Objective: The goal was to allow participants to follow their instincts while dancing, promoting a more authentic exercise experience.
Duration of Exercise: Each participant will complete a 30 min session of dance activity.
Real-time Interaction: Participants will receive visual feedback from the electronic screen based on their performance.
Operation Procedure: Each participant first selects a song with an appropriate difficulty level. During gameplay, the participant must hold a single Joy-Con controller in one hand. The system utilizes the accelerometer and gyroscope embedded in the controller to capture the amplitude, rhythm, and trajectory of hand movements, and subsequently applies computational algorithms to estimate the overall accuracy of the dance performance. Upon completion of each movement, the system provides immediate on-screen feedback in the form of performance ratings (e.g., OK, Good, Great, Perfect), which are accompanied by visual effects such as flashes, enhanced color displays, and animated icons. This real-time visual feedback not only facilitates the maintenance of rhythmic synchronization but also contributes to enhanced player engagement and motivational reinforcement.

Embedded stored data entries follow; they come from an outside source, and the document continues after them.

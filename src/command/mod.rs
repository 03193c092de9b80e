mod convert;
mod digest;
mod strip_markers;

pub use convert::run_convert;
pub use digest::run_digest;
pub use strip_markers::run_strip_markers;

use anyhow::{Context, Result};
use tracing::{info, warn};

use crate::backend::SglangClient;
use crate::config::BackendConfig;

/// Build a client for `config` and make sure the runtime answers before any
/// work starts.
async fn connect(config: &BackendConfig) -> Result<SglangClient> {
    let client = SglangClient::new(config)?;
    let model = client
        .model_info()
        .await
        .with_context(|| format!("Generation runtime at {} is not reachable", config.base_url))?;

    info!(
        "Connected to {} (model: {})",
        client.base_url(),
        model.model_path.as_deref().unwrap_or("unknown")
    );
    if model.is_generation == Some(false) {
        warn!("The runtime reports a non-generation model; analyses will likely fail");
    }
    Ok(client)
}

Song list for JUST DANCE 2023: “About Damn Time” by Lizzo; “Running Up That Hill” by Kate Bush; “I Ain’t Worried” by OneRepublic; “Dance Monkey” by Tones and I; “Bang Bang” by Jessie J, Ariana Grande, and Nicki Minaj; “Mi Gente” by J Balvin and Willy William; “Savage Love (Laxed–Siren Beat)” by Jawsh 685 and Jason Derulo; “Levitating” by Dua Lipa featuring DaBaby; “Ghost” by Justin Bieber; and “Stay” by The Kid LAROI and Justin Bieber.
This intervention plan aims to enhance the enjoyment and effectiveness of the exercise by allowing participants to move freely and intuitively, fostering a more immersive and engaging experience in actigaming.

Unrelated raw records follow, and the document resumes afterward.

//! Directory-level orchestration: analyze every file under a directory,
//! persist the per-file documents, then summarize the summaries.

use anyhow::{Context, Result};
use std::collections::HashSet;
use std::fs;
use std::path::{Path, PathBuf};
use tracing::{info, warn};

use super::analyzer::{AnalysisFailure, FileAnalyzer};
use super::dispatch::Dispatcher;
use super::output::{read_record, write_digest, write_record, WrittenPaths};
use crate::backend::Backend;
use crate::config::{AnalysisMode, AnalysisOptions};
use crate::domain::{AnalysisRecord, DirectoryDigest};
use crate::prompt::{OverallSummaryTemplate, PromptTemplate};
use crate::workspace::{enumerate_files, load_sources, relative_path, ScanOptions, SourceFile};

/// Outcome of one aggregation run.
#[derive(Debug, Default)]
pub struct AggregateReport {
    pub files_analyzed: usize,
    pub failures: Vec<AnalysisFailure>,
    /// None when the directory held no eligible files.
    pub digest_path: Option<PathBuf>,
    /// Documents written more than once because sources mapped onto them.
    pub overwritten: usize,
}

/// Concatenate per-file summaries under path headers, in the given order.
pub fn concatenate_summaries<'s>(entries: impl IntoIterator<Item = (&'s str, &'s str)>) -> String {
    let mut out = String::new();
    for (path, summary) in entries {
        out.push_str(&format!("# {}\n\n{}\n\n", path, summary.trim()));
    }
    out
}

/// Canonical directory, codebase root and output root, plus the output
/// subtree to skip when it sits inside the directory being walked.
struct Roots {
    directory: PathBuf,
    codebase_root: PathBuf,
    exclude: Option<PathBuf>,
}

fn resolve_roots(directory: &Path, output_root: &Path, codebase_root: &Path) -> Result<Roots> {
    let codebase_root = codebase_root
        .canonicalize()
        .with_context(|| format!("Failed to resolve codebase root {}", codebase_root.display()))?;
    let directory = directory
        .canonicalize()
        .with_context(|| format!("Failed to resolve directory {}", directory.display()))?;
    if !directory.starts_with(&codebase_root) {
        anyhow::bail!(
            "{} is not inside the codebase root {}",
            directory.display(),
            codebase_root.display()
        );
    }

    let output = output_root
        .canonicalize()
        .with_context(|| format!("Failed to resolve output directory {}", output_root.display()))?;
    // The output directory is skipped only when strictly nested; writing
    // next to the sources still analyzes them.
    let exclude = (output != directory && output.starts_with(&directory)).then_some(output);

    Ok(Roots {
        directory,
        codebase_root,
        exclude,
    })
}

pub struct Aggregator<'a, B> {
    dispatcher: &'a Dispatcher<B>,
    options: &'a AnalysisOptions,
}

impl<'a, B: Backend> Aggregator<'a, B> {
    pub fn new(dispatcher: &'a Dispatcher<B>, options: &'a AnalysisOptions) -> Self {
        Self {
            dispatcher,
            options,
        }
    }

    fn scan_options(&self, roots: &Roots) -> ScanOptions {
        ScanOptions {
            respect_ignore: self.options.respect_ignore,
            exclude: roots.exclude.clone(),
        }
    }

    fn collect_sources(&self, roots: &Roots) -> Result<Vec<SourceFile>> {
        let paths = enumerate_files(&roots.directory, &self.scan_options(roots))?;
        load_sources(&paths, &roots.codebase_root, self.options.max_file_bytes)
    }

    /// Analyze every file under `directory` and write its documents under
    /// `output_root`, mirroring the layout below `codebase_root`. Then
    /// write the directory digest.
    pub async fn aggregate(
        &self,
        directory: &Path,
        output_root: &Path,
        codebase_root: &Path,
    ) -> Result<AggregateReport> {
        fs::create_dir_all(output_root).with_context(|| {
            format!("Failed to create output directory {}", output_root.display())
        })?;
        let roots = resolve_roots(directory, output_root, codebase_root)?;

        let analyzer = FileAnalyzer::new(self.dispatcher, self.options);
        let mut written = WrittenPaths::default();
        // (relative path, record) in enumeration order
        let mut analyzed: Vec<(String, AnalysisRecord)> = Vec::new();
        let mut failures: Vec<AnalysisFailure> = Vec::new();

        match self.options.mode {
            AnalysisMode::Single => {
                let paths = enumerate_files(&roots.directory, &self.scan_options(&roots))?;
                info!("Analyzing {} files (single mode)", paths.len());
                for (i, path) in paths.iter().enumerate() {
                    let rel = relative_path(path, &roots.codebase_root)?;
                    let Some(record) = analyzer.analyze(path, &rel).await? else {
                        continue;
                    };
                    write_record(output_root, &rel, &record, &mut written)?;
                    info!("[{}/{}] {}", i + 1, paths.len(), rel);
                    analyzed.push((rel, record));
                }
            }
            AnalysisMode::Batch => {
                let sources = self.collect_sources(&roots)?;
                if !sources.is_empty() {
                    info!("Analyzing {} files (batch mode)", sources.len());
                    let batch = analyzer.analyze_batch(&sources).await;
                    for (source, record) in sources.iter().zip(&batch.records) {
                        write_record(output_root, &source.relative_path, record, &mut written)?;
                    }
                    analyzed = sources
                        .into_iter()
                        .map(|s| s.relative_path)
                        .zip(batch.records)
                        .collect();
                    failures = batch.failures;
                }
            }
        }

        if analyzed.is_empty() {
            info!("No files to analyze under {}", roots.directory.display());
            return Ok(AggregateReport::default());
        }

        // Summaries that fell back to empty text carry nothing to digest.
        let summary_name = OverallSummaryTemplate.name();
        let failed: HashSet<&str> = failures
            .iter()
            .filter(|f| f.analysis == summary_name)
            .map(|f| f.relative_path.as_str())
            .collect();
        let summaries: Vec<(&str, &str)> = analyzed
            .iter()
            .filter(|(rel, _)| !failed.contains(rel.as_str()))
            .map(|(rel, record)| (rel.as_str(), record.overall_summary.as_str()))
            .collect();

        if summaries.is_empty() {
            anyhow::bail!(
                "No file summaries to digest under {}: all {} overall summaries failed",
                roots.directory.display(),
                analyzed.len()
            );
        }

        let relative_dir = relative_path(&roots.directory, &roots.codebase_root)?;
        let digest = self.digest(&relative_dir, summaries).await?;
        let digest_path = write_digest(output_root, &digest, &mut written)?;
        info!("Wrote directory digest {}", digest_path.display());

        Ok(AggregateReport {
            files_analyzed: analyzed.len(),
            failures,
            digest_path: Some(digest_path),
            overwritten: written.collisions(),
        })
    }

    /// Feed the concatenated per-file summaries through the summary template.
    pub async fn digest<'s>(
        &self,
        relative_dir: &str,
        summaries: impl IntoIterator<Item = (&'s str, &'s str)>,
    ) -> Result<DirectoryDigest> {
        let subject = concatenate_summaries(summaries);
        let template = OverallSummaryTemplate;
        let transcript = self
            .dispatcher
            .run_single(&template, &subject)
            .await
            .with_context(|| {
                format!(
                    "Directory digest failed for {}",
                    if relative_dir.is_empty() { "." } else { relative_dir }
                )
            })?;

        Ok(DirectoryDigest {
            directory: relative_dir.to_string(),
            overall_summary: self.dispatcher.answer(&template, &transcript),
        })
    }

    /// Rebuild only the digest, from structured documents already on disk.
    ///
    /// Every eligible file under `directory` must have a complete structured
    /// document under `output_root`.
    pub async fn rebuild_digest(
        &self,
        directory: &Path,
        output_root: &Path,
        codebase_root: &Path,
    ) -> Result<Option<PathBuf>> {
        let roots = resolve_roots(directory, output_root, codebase_root)?;
        let sources = self.collect_sources(&roots)?;
        if sources.is_empty() {
            warn!("No files under {}; nothing to digest", roots.directory.display());
            return Ok(None);
        }

        let records = sources
            .iter()
            .map(|s| read_record(output_root, &s.relative_path))
            .collect::<Result<Vec<_>>>()?;

        let relative_dir = relative_path(&roots.directory, &roots.codebase_root)?;
        let digest = self
            .digest(
                &relative_dir,
                sources
                    .iter()
                    .zip(&records)
                    .map(|(s, r)| (s.relative_path.as_str(), r.overall_summary.as_str())),
            )
            .await?;
        Ok(Some(write_digest(output_root, &digest, &mut WrittenPaths::default())?))
    }
}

Aerobic intervention: To ensure participants maintained moderate intensity during a 30 min aerobic cycling exercise on a cycle ergometer (MONARK 894E, made in Sweden), laboratory staff adjusted the resistance of the bicycles based on real-time heart rate monitoring. Participants’ heart rates were monitored using portable heart rate monitors to ensure their exercise intensity was appropriate.

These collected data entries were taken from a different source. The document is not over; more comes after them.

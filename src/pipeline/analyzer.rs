//! Per-file analysis: three backend-driven templates plus the local import
//! scan, assembled into an [`AnalysisRecord`].

use anyhow::{Context, Result};
use std::path::Path;
use tracing::debug;

use super::dispatch::{BatchOutput, Dispatcher, LogProgress};
use crate::backend::Backend;
use crate::config::AnalysisOptions;
use crate::domain::AnalysisRecord;
use crate::prompt::{
    scan_imports, HighlightTemplate, OverallSummaryTemplate, PromptTemplate, PseudocodeTemplate,
};
use crate::workspace::SourceFile;

/// One analysis of one file that failed inside a batch.
#[derive(Debug, Clone, PartialEq, Eq)]
pub struct AnalysisFailure {
    pub relative_path: String,
    pub analysis: &'static str,
    pub error: String,
}

/// Records in input order, plus the analyses that fell back to empty text.
#[derive(Debug, Default)]
pub struct BatchAnalysis {
    pub records: Vec<AnalysisRecord>,
    pub failures: Vec<AnalysisFailure>,
}

pub struct FileAnalyzer<'a, B> {
    dispatcher: &'a Dispatcher<B>,
    concurrency: usize,
    max_file_bytes: u64,
}

impl<'a, B: Backend> FileAnalyzer<'a, B> {
    pub fn new(dispatcher: &'a Dispatcher<B>, options: &AnalysisOptions) -> Self {
        Self {
            dispatcher,
            concurrency: options.concurrency.max(1),
            max_file_bytes: options.max_file_bytes,
        }
    }

    /// Read one file and run the four analyses on it, one after another.
    ///
    /// `None` means the file was skipped (too large or not UTF-8).
    pub async fn analyze(
        &self,
        file_path: &Path,
        relative_path: &str,
    ) -> Result<Option<AnalysisRecord>> {
        match SourceFile::load(file_path, relative_path, self.max_file_bytes)? {
            Some(source) => Ok(Some(self.analyze_source(&source).await?)),
            None => Ok(None),
        }
    }

    async fn analyze_source(&self, source: &SourceFile) -> Result<AnalysisRecord> {
        let subject = source.subject();
        debug!("Analyzing {}", source.relative_path);

        let highlights = self.run_one(&HighlightTemplate, &subject, source).await?;
        let overall_summary = self.run_one(&OverallSummaryTemplate, &subject, source).await?;
        let pseudocode = self.run_one(&PseudocodeTemplate, &subject, source).await?;

        Ok(AnalysisRecord {
            highlights,
            overall_summary,
            pseudocode,
            import_relationships: scan_imports(&subject),
        })
    }

    async fn run_one<T: PromptTemplate>(
        &self,
        template: &T,
        subject: &str,
        source: &SourceFile,
    ) -> Result<String> {
        let transcript = self
            .dispatcher
            .run_single(template, subject)
            .await
            .with_context(|| {
                format!("{} analysis failed for {}", template.name(), source.relative_path)
            })?;
        Ok(self.dispatcher.answer(template, &transcript))
    }

    /// Run each analysis as one batch across all `sources`.
    pub async fn analyze_batch(&self, sources: &[SourceFile]) -> BatchAnalysis {
        let subjects: Vec<String> = sources.iter().map(SourceFile::subject).collect();
        let mut failures = Vec::new();

        let highlights = self
            .run_batch(&HighlightTemplate, &subjects, sources, &mut failures)
            .await;
        let summaries = self
            .run_batch(&OverallSummaryTemplate, &subjects, sources, &mut failures)
            .await;
        let pseudocode = self
            .run_batch(&PseudocodeTemplate, &subjects, sources, &mut failures)
            .await;

        let records = highlights
            .into_iter()
            .zip(summaries)
            .zip(pseudocode)
            .zip(subjects.iter())
            .map(|(((highlights, overall_summary), pseudocode), subject)| AnalysisRecord {
                highlights,
                overall_summary,
                pseudocode,
                import_relationships: scan_imports(subject),
            })
            .collect();

        BatchAnalysis { records, failures }
    }

    async fn run_batch<T: PromptTemplate>(
        &self,
        template: &T,
        subjects: &[String],
        sources: &[SourceFile],
        failures: &mut Vec<AnalysisFailure>,
    ) -> Vec<String> {
        let progress = LogProgress::new(template.name());
        let BatchOutput {
            transcripts,
            failures: batch_failures,
        } = self
            .dispatcher
            .dispatch(template, subjects, self.concurrency, &progress)
            .await;

        failures.extend(batch_failures.into_iter().map(|f| AnalysisFailure {
            relative_path: sources[f.index].relative_path.clone(),
            analysis: template.name(),
            error: f.error,
        }));

        transcripts
            .iter()
            .map(|t| {
                if t.is_empty() {
                    String::new()
                } else {
                    self.dispatcher.answer(template, t)
                }
            })
            .collect()
    }
}
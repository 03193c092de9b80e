//! Prompt construction and answer extraction.
//!
//! Templates render into a [`PromptScript`]: role-tagged turns interleaved
//! with generation slots. The pipeline fills the slots one by one against
//! the backend, producing a [`Transcript`] the extractor splits at the
//! template's marker.

mod extract;
mod slot;
mod templates;
mod transcript;

pub use extract::extract;
pub use slot::SlotSpec;
pub use templates::{
    scan_imports, HighlightTemplate, OverallSummaryTemplate, PromptTemplate, PseudocodeTemplate,
};
pub use transcript::{ChatTemplate, PromptScript, Role, Step, Transcript, Turn, CHATML_END_OF_TURN};

#[cfg(test)]
pub use templates::{NO_IMPORTS, PSEUDOCODE_ANCHOR, SYMBOL_PATTERN};
//! Workspace access: finding and reading the files to analyze, and cleaning
//! up rendered documents afterwards.

mod cleanup;
mod scanner;
#[cfg(test)]
mod tests;

pub use cleanup::strip_markers;
pub use scanner::{
    enumerate_files, load_sources, relative_path, ScanOptions, SourceFile, RENDERED_EXTENSION,
    STRUCTURED_EXTENSION,
};
//! The analysis pipeline.
//!
//! - `dispatch`: fills template slots against the backend, one prompt or a
//!   bounded, order-preserving batch
//! - `analyzer`: the four per-file analyses
//! - `aggregate`: directory walk, persistence and the digest pass
//! - `output`: document layout and rendering

mod aggregate;
mod analyzer;
mod dispatch;
mod output;

pub use aggregate::Aggregator;
pub use dispatch::Dispatcher;
use anyhow::Result;
use std::collections::BTreeSet;
use tracing::{info, warn};

use super::connect;
use crate::cli::{ensure_output_dir, existing_dir, ConvertArgs};
use crate::pipeline::{Aggregator, Dispatcher};
use crate::prompt::{ChatTemplate, CHATML_END_OF_TURN};
use crate::workspace::{strip_markers, RENDERED_EXTENSION};

pub async fn run_convert(args: ConvertArgs) -> Result<()> {
    let codebase_dir = existing_dir(&args.codebase_dir)?;
    let output_dir = ensure_output_dir(&args.output_directory)?;

    let options = args.analysis_options();
    let backend_config = args.backend.to_config(args.port)?;
    let client = connect(&backend_config).await?;
    let dispatcher =
        Dispatcher::new(client, ChatTemplate::chatml()).with_temperature(options.temperature);

    info!(
        "Converting {} into {}",
        codebase_dir.display(),
        output_dir.display()
    );
    let report = Aggregator::new(&dispatcher, &options)
        .aggregate(&codebase_dir, &output_dir, &codebase_dir)
        .await?;

    if args.strip_markers {
        let stripped = strip_markers(&output_dir, CHATML_END_OF_TURN, RENDERED_EXTENSION)?;
        info!(
            "Removed {} marker(s) from {} of {} documents",
            stripped.markers_removed, stripped.files_changed, stripped.files_scanned
        );
    }

    for failure in &report.failures {
        warn!(
            "{} analysis of {} fell back to empty text: {}",
            failure.analysis, failure.relative_path, failure.error
        );
    }

    println!(
        "Analysis complete. Output is saved in {}",
        args.output_directory.display()
    );
    if let Some(digest) = &report.digest_path {
        println!("Directory digest: {}", digest.display());
    }
    if report.overwritten > 0 {
        println!(
            "{} documents were overwritten by sources with the same output name (see log).",
            report.overwritten
        );
    }
    if report.files_analyzed == 0 {
        println!("No files were found to analyze.");
    } else if !report.failures.is_empty() {
        let affected: BTreeSet<&str> = report
            .failures
            .iter()
            .map(|f| f.relative_path.as_str())
            .collect();
        println!(
            "{} analyses failed across {} of {} files (see log).",
            report.failures.len(),
            affected.len(),
            report.files_analyzed
        );
    }

    Ok(())
}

The specific intervention plan is as follows:
Exercise Type: Participants will engage in 30 min of aerobic cycling exercise.
Initial Resistance: It began with a 5 min warm-up at a resistance of 0.5 kp. Then, the resistance was adjusted to 1 kp, and participants were expected to maintain a rating of perceived exertion (RPE) in the range of 13–15. Finally, the resistance was returned to 0.5 kp for a 5 min cool-down.
Real-time Monitoring: Throughout the exercise, staff will continuously monitor participants’ heart rates to adjust the bicycle resistance as needed.
Target Heart Rate Zone: A target heart rate zone will be established based on participants’ maximum heart rates to ensure that exercise intensity remains at a moderate level (typically 50–70% of their maximum heart rate). Participants’ HR data were collected via Polar heart rate monitors (RCX3, made in Sweden).
Duration of Exercise: The entire duration of the exercise session is 30 min, divided into warm-up, main exercise, and cool-down phases.
Data Recording: Each participant’s heart rate data and exercise performance will be recorded for future analysis.
This intervention plan aims to optimize exercise outcomes and enhance participants’ comfort and motivation by alleviating their burden during the exercise process.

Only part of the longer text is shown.